Updated: Sep 12
The scientists are looking for answers in the blood of 600 individuals age 60 and older who participated in the largest trial ever to assess the impact of a cocoa supplement as well as a common multivitamin, on reducing the risk of heart disease, stroke, cancer and other health outcomes, says Dr. Yanbin Dong, geneticist and cardiologist at the Georgia Prevention Institute at the Medical College of Georgia.

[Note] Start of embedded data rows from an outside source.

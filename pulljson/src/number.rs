//! Number-lexeme scanning shared by the text and byte reader backends.
//!
//! Both backends see ASCII-only number lexemes (digits, sign, `.`, `e`/`E`), so the scan and the
//! two parse helpers operate on raw bytes and are shared rather than duplicated per backend.

/// Scans a number lexeme starting at `start`. Returns the end offset (exclusive) and whether the
/// lexeme is a strict integer (no `.`, `e`, or `E`). Returns `None` if no digit follows an
/// optional leading sign.
pub(crate) fn scan_number_lexeme(bytes: &[u8], start: usize) -> Option<(usize, bool)> {
    let mut i = start;
    if matches!(bytes.get(i), Some(b'+' | b'-')) {
        i += 1;
    }
    let digits_start = i;
    while matches!(bytes.get(i), Some(b) if b.is_ascii_digit()) {
        i += 1;
    }
    if i == digits_start {
        return None;
    }
    let mut is_int = true;
    if bytes.get(i) == Some(&b'.') {
        is_int = false;
        i += 1;
        while matches!(bytes.get(i), Some(b) if b.is_ascii_digit()) {
            i += 1;
        }
    }
    if matches!(bytes.get(i), Some(b'e' | b'E')) {
        is_int = false;
        i += 1;
        if matches!(bytes.get(i), Some(b'+' | b'-')) {
            i += 1;
        }
        while matches!(bytes.get(i), Some(b) if b.is_ascii_digit()) {
            i += 1;
        }
    }
    Some((i, is_int))
}

/// Parses a strict-integer lexeme (as identified by [`scan_number_lexeme`]) into an `i64`,
/// tolerating a leading `+` (see the spec's `+`-sign extension). Returns `None` on overflow.
pub(crate) fn parse_int_lexeme(lexeme: &[u8]) -> Option<i64> {
    let (negative, digits) = match lexeme.first() {
        Some(b'-') => (true, &lexeme[1..]),
        Some(b'+') => (false, &lexeme[1..]),
        _ => (false, lexeme),
    };
    let digits = core::str::from_utf8(digits).ok()?;
    let magnitude: u64 = digits.parse().ok()?;
    if negative {
        if magnitude == i64::MAX as u64 + 1 {
            Some(i64::MIN)
        } else {
            i64::try_from(magnitude).ok().map(|v| -v)
        }
    } else {
        i64::try_from(magnitude).ok()
    }
}

/// Parses any number lexeme into an `f64`, tolerating a leading `+`.
pub(crate) fn parse_double_lexeme(lexeme: &[u8]) -> Option<f64> {
    let lexeme = if lexeme.first() == Some(&b'+') {
        &lexeme[1..]
    } else {
        lexeme
    };
    core::str::from_utf8(lexeme).ok()?.parse().ok()
}

#[cfg(test)]
mod tests {
    use super::*;

    #[test]
    fn scans_plain_integer() {
        assert_eq!(scan_number_lexeme(b"123,", 0), Some((3, true)));
    }

    #[test]
    fn scans_signed_integer() {
        assert_eq!(scan_number_lexeme(b"-123]", 0), Some((4, true)));
        assert_eq!(scan_number_lexeme(b"+123]", 0), Some((4, true)));
    }

    #[test]
    fn scans_fraction_and_exponent() {
        assert_eq!(scan_number_lexeme(b"1.5e-10 ", 0), Some((7, false)));
        assert_eq!(scan_number_lexeme(b"2.5,", 0), Some((3, false)));
        assert_eq!(scan_number_lexeme(b"2e3,", 0), Some((3, false)));
    }

    #[test]
    fn rejects_missing_digits() {
        assert_eq!(scan_number_lexeme(b"-x", 0), None);
        assert_eq!(scan_number_lexeme(b"", 0), None);
    }

    #[test]
    fn parses_signed_ints_including_plus_extension() {
        assert_eq!(parse_int_lexeme(b"123"), Some(123));
        assert_eq!(parse_int_lexeme(b"-123"), Some(-123));
        assert_eq!(parse_int_lexeme(b"+123"), Some(123));
    }

    #[test]
    fn int_overflow_is_none() {
        assert_eq!(parse_int_lexeme(b"99999999999999999999"), None);
        assert_eq!(parse_int_lexeme(b"-9223372036854775808"), Some(i64::MIN));
    }

    #[test]
    fn parses_doubles() {
        assert_eq!(parse_double_lexeme(b"1.5e-10"), Some(1.5e-10));
        assert_eq!(parse_double_lexeme(b"+2.5"), Some(2.5));
    }
}
//! The unified pull-reader surface over three backends: text, bytes, and a pre-parsed tree.
//!
//! Grounded on `rjiter::RJiter`'s method surface (`known_*` / `next_*` naming, one method per JSON
//! kind, a single `Result` type returned throughout) but without `rjiter`'s buffer-refill loop:
//! per the spec's non-goals, this whole family assumes the complete source is already in memory,
//! so there is no `loop_until_success`/chunk-boundary machinery to port.

pub mod text;
pub mod bytes;
pub mod tree;
pub mod validate;

use crate::error::{FormatError, ReadResult};
use crate::sink::JsonSink;
use crate::value::Number;

/// The capability set shared by all three reader backends.
///
/// Lifetime `'a` is the lifetime of the borrowed source (string, byte slice, or value tree); it is
/// carried by the trait rather than by individual methods so that returned slices borrow the
/// source directly and outlive the `&mut self` call that produced them.
pub trait JsonReader<'a> {
    /// The type [`JsonReader::expect_any_value_source`] borrows a slice from: `str` for the text
    /// backend, `[u8]` for the byte backend, [`crate::value::Value`] for the tree backend, which
    /// has no raw lexical form to slice and hands back the parsed value itself.
    type Source: ?Sized;

    /// Builds a `FormatError` at the reader's current position, without consuming anything.
    fn fail(&self, message: impl Into<String>) -> FormatError;

    /// Classifies the next value as `null` without consuming it.
    fn check_null(&mut self) -> bool;
    /// Consumes `null` if present, returning whether it was found.
    fn try_null(&mut self) -> ReadResult<bool>;
    /// Consumes `null`, failing if the next value is not `null`.
    fn expect_null(&mut self) -> ReadResult<()>;

    /// Classifies the next value as a boolean without consuming it.
    fn check_bool(&mut self) -> bool;
    /// Consumes a boolean if present.
    fn try_bool(&mut self) -> ReadResult<Option<bool>>;
    /// Consumes a boolean, failing if the next value is not one.
    fn expect_bool(&mut self) -> ReadResult<bool>;

    /// True if the next value is a number with no fractional part or exponent.
    fn check_int(&mut self) -> bool;
    /// Consumes a strict-integer number if present.
    fn try_int(&mut self) -> ReadResult<Option<i64>>;
    /// Consumes a strict-integer number, failing on a fractional/exponent form or a non-number.
    fn expect_int(&mut self) -> ReadResult<i64>;

    /// True if the next value is any number (a double accepts an integer-shaped lexeme too).
    fn check_double(&mut self) -> bool;
    /// Consumes any number as a double if present.
    fn try_double(&mut self) -> ReadResult<Option<f64>>;
    /// Consumes any number as a double, failing if the next value is not a number.
    fn expect_double(&mut self) -> ReadResult<f64>;

    /// True if the next value is any number.
    fn check_num(&mut self) -> bool;
    /// Consumes any number, preserving whether it was an integer or a double lexeme.
    fn try_num(&mut self) -> ReadResult<Option<Number>>;
    /// Consumes any number, failing if the next value is not a number.
    fn expect_num(&mut self) -> ReadResult<Number>;

    /// True if the next value is a string.
    fn check_string(&mut self) -> bool;
    /// Consumes a string if present.
    fn try_string(&mut self) -> ReadResult<Option<&'a str>>;
    /// Consumes a string, failing if the next value is not one.
    fn expect_string(&mut self) -> ReadResult<&'a str>;

    /// True if the next value is an array.
    fn check_array(&mut self) -> bool;
    /// Enters the next value as an array if it is one; returns whether it did.
    fn try_array(&mut self) -> ReadResult<bool>;
    /// Enters the next value as an array, failing if it is not one.
    fn expect_array(&mut self) -> ReadResult<()>;

    /// True if the next value is an object.
    fn check_object(&mut self) -> bool;
    /// Enters the next value as an object if it is one; returns whether it did.
    fn try_object(&mut self) -> ReadResult<bool>;
    /// Enters the next value as an object, failing if it is not one.
    fn expect_object(&mut self) -> ReadResult<()>;

    /// Inside an array: true if another element follows (consumes the comma); false exits the
    /// array.
    fn has_next(&mut self) -> ReadResult<bool>;

    /// Inside an object: the next key, positioning the cursor at its value; `None` when the
    /// object ends (also exits it).
    fn next_key(&mut self) -> ReadResult<Option<&'a str>>;
    /// Peek-variant of [`JsonReader::next_key`]: does not consume the key, but still exits the
    /// object when it ends.
    fn has_next_key(&mut self) -> ReadResult<Option<&'a str>>;
    /// Like [`JsonReader::next_key`] but returns the source slice of the key including its
    /// surrounding quotes, without decoding escapes.
    fn next_key_source(&mut self) -> ReadResult<Option<&'a str>>;
    /// Matches the next object key against `candidates` (sorted, non-escaping). On match, consumes
    /// the key and the following colon and returns the matched candidate; otherwise leaves the
    /// cursor at the key untouched.
    fn try_key<'c>(&mut self, candidates: &[&'c str]) -> ReadResult<Option<&'c str>>;
    /// Same as [`JsonReader::try_key`] but returns the candidate's index.
    fn try_key_index(&mut self, candidates: &[&str]) -> ReadResult<Option<usize>>;
    /// Skips one key-value pair; `false` (and exits the object) if none remains.
    fn skip_object_entry(&mut self) -> ReadResult<bool>;

    /// Fast-forwards over the remaining content of the current array.
    fn end_array(&mut self) -> ReadResult<()>;
    /// Fast-forwards over the remaining content of the current object.
    fn end_object(&mut self) -> ReadResult<()>;

    /// Matches the next string value against `candidates` (sorted, non-escaping), consuming it on
    /// a match. Named `*_matching` to avoid clashing with [`JsonReader::try_string`].
    fn try_string_matching<'c>(&mut self, candidates: &[&'c str]) -> ReadResult<Option<&'c str>>;
    /// Same as [`JsonReader::try_string_matching`] but fails if the next value is not a matching
    /// string.
    fn expect_string_matching<'c>(&mut self, candidates: &[&'c str]) -> ReadResult<&'c str>;
    /// Same as [`JsonReader::try_string_matching`] but returns the candidate's index.
    fn try_string_matching_index(&mut self, candidates: &[&str]) -> ReadResult<Option<usize>>;
    /// Same as [`JsonReader::try_string_matching_index`] but fails if the next value is not a
    /// matching string.
    fn expect_string_matching_index(&mut self, candidates: &[&str]) -> ReadResult<usize>;

    /// Discards the next value, recursing through composites.
    fn skip_any_value(&mut self) -> ReadResult<()>;
    /// Skips the next value and returns the source slice covering exactly its characters or bytes
    /// (including quotes for strings, brackets for composites) — or, for the tree backend, the
    /// value itself.
    fn expect_any_value_source(&mut self) -> ReadResult<&'a Self::Source>;
    /// Walks the next value, emitting a faithful sequence of events to `sink`.
    fn expect_any_value(&mut self, sink: &mut dyn JsonSink) -> ReadResult<()>;

    /// Snapshots the reader's cursor: the returned reader continues independently of `self`.
    fn copy(&self) -> Self
    where
        Self: Sized;

    /// True if, after skipping whitespace, the source is exhausted. Not part of the core
    /// contract (the reader never checks this on its own — see the "trailing content" open
    /// question) but offered as a caller-visible convenience.
    fn at_eof(&mut self) -> bool;
}
//! Byte reader backend: a pull reader over a borrowed `&[u8]`, decoding UTF-8 itself since the
//! source is not already validated as a `str`.

use crate::candidate::match_candidates;
use crate::charset::{decode_utf8_char, is_json_whitespace};
use crate::error::{FormatError, ReadResult};
use crate::number::{parse_double_lexeme, parse_int_lexeme, scan_number_lexeme};
use crate::reader::JsonReader;
use crate::sink::JsonSink;
use crate::value::Number;

/// A pull reader over a borrowed `&'a [u8]`. Validates and decodes UTF-8 itself (unlike
/// [`crate::reader::text::StrReader`], which gets that for free from `&str`).
pub struct SliceReader<'a> {
    source: &'a [u8],
    pos: usize,
}

impl<'a> SliceReader<'a> {
    /// Creates a reader positioned at the start of `source`.
    #[must_use]
    pub fn new(source: &'a [u8]) -> Self {
        SliceReader { source, pos: 0 }
    }

    fn skip_ws(&mut self) {
        while matches!(self.source.get(self.pos), Some(&b) if is_json_whitespace(b)) {
            self.pos += 1;
        }
    }

    fn peek(&mut self) -> Option<u8> {
        self.skip_ws();
        self.source.get(self.pos).copied()
    }

    /// See `StrReader::intern` — leaking is the only sound way to hand back an `&'a str` for a
    /// string this reader had to decode itself.
    fn intern(&mut self, s: String) -> &'a str {
        Box::leak(s.into_boxed_str())
    }

    fn consume_literal(&mut self, word: &str) -> ReadResult<()> {
        let end = self.pos + word.len();
        if self.source.get(self.pos..end) == Some(word.as_bytes()) {
            self.pos = end;
            Ok(())
        } else {
            Err(self.fail(format!("expected literal `{word}`")))
        }
    }

    /// Scans and decodes a string body starting right after its opening quote. Returns the
    /// decoded slice and the offset of the closing quote (not consumed).
    fn scan_string_body(&mut self, start: usize) -> ReadResult<(&'a str, usize)> {
        let mut i = start;
        loop {
            match self.source.get(i) {
                None => return Err(FormatError::new("unterminated string", start)),
                Some(b'"') => {
                    let bytes = &self.source[start..i];
                    let s = core::str::from_utf8(bytes)
                        .map_err(|e| FormatError::new(format!("invalid utf-8: {e}"), start + e.valid_up_to()))?;
                    return Ok((s, i));
                }
                Some(b'\\') => break,
                Some(&b) if b < 0x80 => i += 1,
                Some(_) => {
                    let (_, len) = decode_utf8_char(self.source, i)
                        .ok_or_else(|| FormatError::new("invalid utf-8 sequence", i))?;
                    i += len;
                }
            }
        }

        let mut buf = String::new();
        {
            let prefix = &self.source[start..i];
            let s = core::str::from_utf8(prefix)
                .map_err(|e| FormatError::new(format!("invalid utf-8: {e}"), start + e.valid_up_to()))?;
            buf.push_str(s);
        }
        loop {
            match self.source.get(i) {
                None => return Err(FormatError::new("unterminated string", start)),
                Some(b'"') => break,
                Some(b'\\') => {
                    i += 1;
                    let esc = *self.source.get(i).ok_or_else(|| FormatError::new("unterminated escape", i))?;
                    match esc {
                        b'"' => { buf.push('"'); i += 1; }
                        b'\\' => { buf.push('\\'); i += 1; }
                        b'/' => { buf.push('/'); i += 1; }
                        b'b' => { buf.push('\u{8}'); i += 1; }
                        b'f' => { buf.push('\u{c}'); i += 1; }
                        b'n' => { buf.push('\n'); i += 1; }
                        b'r' => { buf.push('\r'); i += 1; }
                        b't' => { buf.push('\t'); i += 1; }
                        b'u' => {
                            let (code, next_i) = self.parse_hex4(i + 1)?;
                            i = next_i;
                            if (0xD800..=0xDBFF).contains(&code)
                                && self.source.get(i) == Some(&b'\\')
                                && self.source.get(i + 1) == Some(&b'u')
                            {
                                let (low, next_i2) = self.parse_hex4(i + 2)?;
                                if (0xDC00..=0xDFFF).contains(&low) {
                                    let combined = 0x10000 + ((code - 0xD800) << 10) + (low - 0xDC00);
                                    buf.push(char::from_u32(combined).unwrap_or('\u{FFFD}'));
                                    i = next_i2;
                                } else {
                                    buf.push('\u{FFFD}');
                                }
                            } else if (0xD800..=0xDFFF).contains(&code) {
                                buf.push('\u{FFFD}');
                            } else {
                                buf.push(char::from_u32(code).unwrap_or('\u{FFFD}'));
                            }
                        }
                        _ => return Err(FormatError::new("invalid escape sequence", i)),
                    }
                }
                Some(&b) if b < 0x80 => {
                    buf.push(b as char);
                    i += 1;
                }
                Some(_) => {
                    let (ch, len) = decode_utf8_char(self.source, i)
                        .ok_or_else(|| FormatError::new("invalid utf-8 sequence", i))?;
                    buf.push(ch);
                    i += len;
                }
            }
        }
        let interned = self.intern(buf);
        Ok((interned, i))
    }

    fn parse_hex4(&self, i: usize) -> ReadResult<(u32, usize)> {
        let hex = self.source.get(i..i + 4).ok_or_else(|| FormatError::new("truncated \\u escape", i))?;
        let s = core::str::from_utf8(hex).map_err(|_| FormatError::new("invalid \\u escape", i))?;
        let code = u32::from_str_radix(s, 16).map_err(|_| FormatError::new("invalid \\u escape", i))?;
        Ok((code, i + 4))
    }

    fn sink_err(&self, e: crate::sink::SinkError) -> FormatError {
        self.fail(format!("sink rejected event: {e}"))
    }

    fn raw_string_span(&self, start: usize) -> ReadResult<usize> {
        let mut i = start;
        loop {
            match self.source.get(i) {
                None => return Err(FormatError::new("unterminated string", start)),
                Some(b'"') => return Ok(i),
                Some(b'\\') => i += 2,
                Some(_) => i += 1,
            }
        }
    }
}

The COSMOS Trial (COcoa Supplement and Multivitamin Outcomes Study), led by investigators at Brigham and Women’s Hospital and the Fred Hutchinson Cancer Research Center, gathered data from 21,444 men and women looking at the impact of a cocoa extract supplement and/or multivitamins on common health problems, most of which increase with age.
Dong just received a $3 million grant (1RO1HL157665-01) from the National Institutes of Health to perform detailed analysis of inflammatory factors and genetic changes associated with aging to see if cocoa consumption reduces those factors.
Cocoa products have become a “widely consumed food” with still growing demand and increasing interest in their anti-aging potential", Dong says.
“People think the consumption of chocolate is good for you,” says Dong, adding that worldwide enthusiasm for the sweet treat has outpaced the scientific evidence of its benefit in humans.